Refreshing cucumber raita

  • 1 cucumber
  • 1 flat teaspoon of salt
  • A handful of cut coriander or mint (the mix of both will also work)
  • Three large spoons of plant-based yoghurt (I highly recommend the skyr style)
  • 1 tablespoon of oil
  • 1 tablespoon of lemon juice
  • Pepper


  1. Grate the cucumber with the skin on, add salt, mix and leave for at least 5 minutes in a bowl
  2. Drain the cucumber pulp using a strainer or just with your hands (save the salty cucumber juice. I always drink it: so refreshing!)
  3. Mix the drained cucumber with the other ingredients
  4. Cool before serving

Favorite lentil dahl

You can find probably more than a million Dahl recipes on the internet. The differences between them are usually the spices and their proportions. Using this recipe, you can try my favorite spices mix, based on the many Dahls I have tried so far. In a slightly simpler version, you can replace dry spices with 4 teaspoons of a curry mix spice. The recipe is for 4 dinner portions. However, I recommend doubling this recipe and having it for the next few days. It’s also amazing as a spread for bread.

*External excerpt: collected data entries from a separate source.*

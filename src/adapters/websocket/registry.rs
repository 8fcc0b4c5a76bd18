//! Connection registry for subscription-based message routing.
//!
//! Connections are keyed by ID; each carries the chat subscription it set
//! last. The hub asks the registry which connections match a chat.
//!
//! # Locking
//!
//! ```text
//! registry RwLock  (register / unregister / set_subscription: write)
//!   └── per-connection sink Mutex  (every write on that connection)
//! ```
//!
//! The registry lock is never held across a write.

use std::collections::HashMap;
use std::sync::atomic::{AtomicU64, Ordering};
use std::sync::Arc;
use std::time::Duration;

use serde::Serialize;
use thiserror::Error;
use tokio::sync::{Mutex, RwLock};

use crate::domain::foundation::ConnectionId;
use crate::domain::realtime::Subscription;

use super::sink::{ClientSink, SinkError};

/// Failure to deliver one message to one connection.
#[derive(Debug, Error)]
pub enum WriteError {
    #[error("Write timed out after {0:?}")]
    Timeout(Duration),

    #[error(transparent)]
    Sink(#[from] SinkError),

    #[error("Failed to encode message: {0}")]
    Encode(#[from] serde_json::Error),
}

/// One live WebSocket client.
///
/// The sequence counter starts at zero, so the first event delivered on a
/// connection carries `seq = 1`.
pub struct ClientConnection {
    id: ConnectionId,
    sink: Mutex<Box<dyn ClientSink>>,
    seq: AtomicU64,
    write_timeout: Duration,
}

impl ClientConnection {
    pub fn new(sink: Box<dyn ClientSink>, write_timeout: Duration) -> Self {
        Self {
            id: ConnectionId::new(),
            sink: Mutex::new(sink),
            seq: AtomicU64::new(0),
            write_timeout,
        }
    }

    pub fn id(&self) -> ConnectionId {
        self.id
    }

    /// Claims the next sequence number for a delivered event.
    pub fn next_seq(&self) -> u64 {
        self.seq.fetch_add(1, Ordering::SeqCst) + 1
    }

    /// Last sequence number handed out.
    pub fn current_seq(&self) -> u64 {
        self.seq.load(Ordering::SeqCst)
    }

    /// Serializes `message` and writes it as one text frame.
    pub async fn send_json<T: Serialize>(&self, message: &T) -> Result<(), WriteError> {
        let text = serde_json::to_string(message)?;
        self.send_text(text).await
    }

    pub async fn send_text(&self, text: String) -> Result<(), WriteError> {
        let timeout = self.write_timeout;
        let mut sink = self.sink.lock().await;
        tokio::time::timeout(timeout, sink.send_text(text))
            .await
            .map_err(|_| WriteError::Timeout(timeout))??;
        Ok(())
    }

    pub async fn ping(&self, timeout: Duration) -> Result<(), WriteError> {
        let mut sink = self.sink.lock().await;
        tokio::time::timeout(timeout, sink.ping())
            .await
            .map_err(|_| WriteError::Timeout(timeout))??;
        Ok(())
    }

    /// Best-effort close; errors are only logged.
    pub async fn close(&self) {
        let timeout = self.write_timeout;
        let mut sink = self.sink.lock().await;
        match tokio::time::timeout(timeout, sink.close()).await {
            Ok(Ok(())) => {}
            Ok(Err(e)) => tracing::trace!(connection_id = %self.id, "Close failed: {}", e),
            Err(_) => tracing::trace!(connection_id = %self.id, "Close timed out"),
        }
    }
}

struct Registration {
    connection: Arc<ClientConnection>,
    subscription: Subscription,
}

/// Registry of live connections and their subscriptions.
#[derive(Default)]
pub struct ConnectionRegistry {
    connections: RwLock<HashMap<ConnectionId, Registration>>,
}

impl ConnectionRegistry {
    pub fn new() -> Self {
        Self::default()
    }

    /// Adds a connection with an empty subscription.
    pub async fn register(&self, connection: Arc<ClientConnection>) {
        self.connections.write().await.insert(
            connection.id(),
            Registration {
                connection,
                subscription: Subscription::None,
            },
        );
    }

    /// Removes a connection, returning it if it was still registered.
    pub async fn unregister(&self, id: &ConnectionId) -> Option<Arc<ClientConnection>> {
        self.connections
            .write()
            .await
            .remove(id)
            .map(|registration| registration.connection)
    }

    /// Replaces a connection's subscription.
    ///
    /// Returns `false` if the connection is no longer registered.
    pub async fn set_subscription(&self, id: &ConnectionId, subscription: Subscription) -> bool {
        match self.connections.write().await.get_mut(id) {
            Some(registration) => {
                registration.subscription = subscription;
                true
            }
            None => false,
        }
    }

    pub async fn subscription(&self, id: &ConnectionId) -> Option<Subscription> {
        self.connections
            .read()
            .await
            .get(id)
            .map(|registration| registration.subscription.clone())
    }

    /// Connections whose subscription matches `chat_id`.
    pub async fn matching(&self, chat_id: &str) -> Vec<Arc<ClientConnection>> {
        self.connections
            .read()
            .await
            .values()
            .filter(|registration| registration.subscription.matches(chat_id))
            .map(|registration| Arc::clone(&registration.connection))
            .collect()
    }

    pub async fn all(&self) -> Vec<Arc<ClientConnection>> {
        self.connections
            .read()
            .await
            .values()
            .map(|registration| Arc::clone(&registration.connection))
            .collect()
    }

    /// Removes and returns every connection.
    pub async fn drain(&self) -> Vec<Arc<ClientConnection>> {
        self.connections
            .write()
            .await
            .drain()
            .map(|(_, registration)| registration.connection)
            .collect()
    }

    pub async fn len(&self) -> usize {
        self.connections.read().await.len()
    }

    pub async fn is_empty(&self) -> bool {
        self.connections.read().await.is_empty()
    }
}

  • 1 glass of raw red or yellow lentils (250ml)
  • 1 flat teaspoon of turmeric
  • 1 onion
  • 2 garlic cloves
  • 1 piece of ginger (at least the size of 2 cloves of garlic)
  • 1 piece of chilli pepper (the size of a clove of garlic) / large pinch of dried chilli
  • 2 teaspoons of cumin
  • 1 teaspoon of mustard seeds
  • 1 full teaspoon of coriander seeds
  • 1/2 teaspoon of cinnamon
  • 3 tablespoons of oil
  • 1 can of coconut milk (400ml; choose one with a high content of coconut, use the thick part of milk only)
  • salt (I use 2 flat tsp)

Serve with: coriander leaves / thinly chopped green celery – for crispiness / additional slices of fresh chilli

  1. Cook lentil with turmeric powder in two glasses of water, for about 13/15 minutes (use a larger pot)
  2. In the meantime, cut the onion, garlic, ginger and chilli into small pieces
  3. Heat some vegetable oil in a pan, add the onion and fry it for 5 minutes. Then add garlic, chilli and ginger, fry for another 2 minutes. Finally, add the dry spices mix and fry it all together for the last minute (note: dry spices can be easily burned if fried for too long or when the temperature is too high! You will get the bitter taste in result. Low heat and one minute should be perfect)
  4. Transfer the fried veggies with spices into a pot with the cooked lentils. Mix and then add salt and coconut milk. Cook on low heat for 5 to 10 minutes until the lentisl begin to fall apart and the whole dish turns into a well combined, thick sauce
  5. READY! The time for a feast has come. Please remember to garnish your portion with plenty of coriander (sending love to all coriander haters! There are two options for you guys: skip it or simply start loving it).

Of course, the above recipes can also be prepared separately: rice with Dahl is already a full meal; parathas with yoghurt sauce is a good snack too (maybe an Indian-style breakfast?). For a fuller experience, it is worth trying the full-on option. And believe me, the best is to force your friends to help you – both with the preps and the feasting.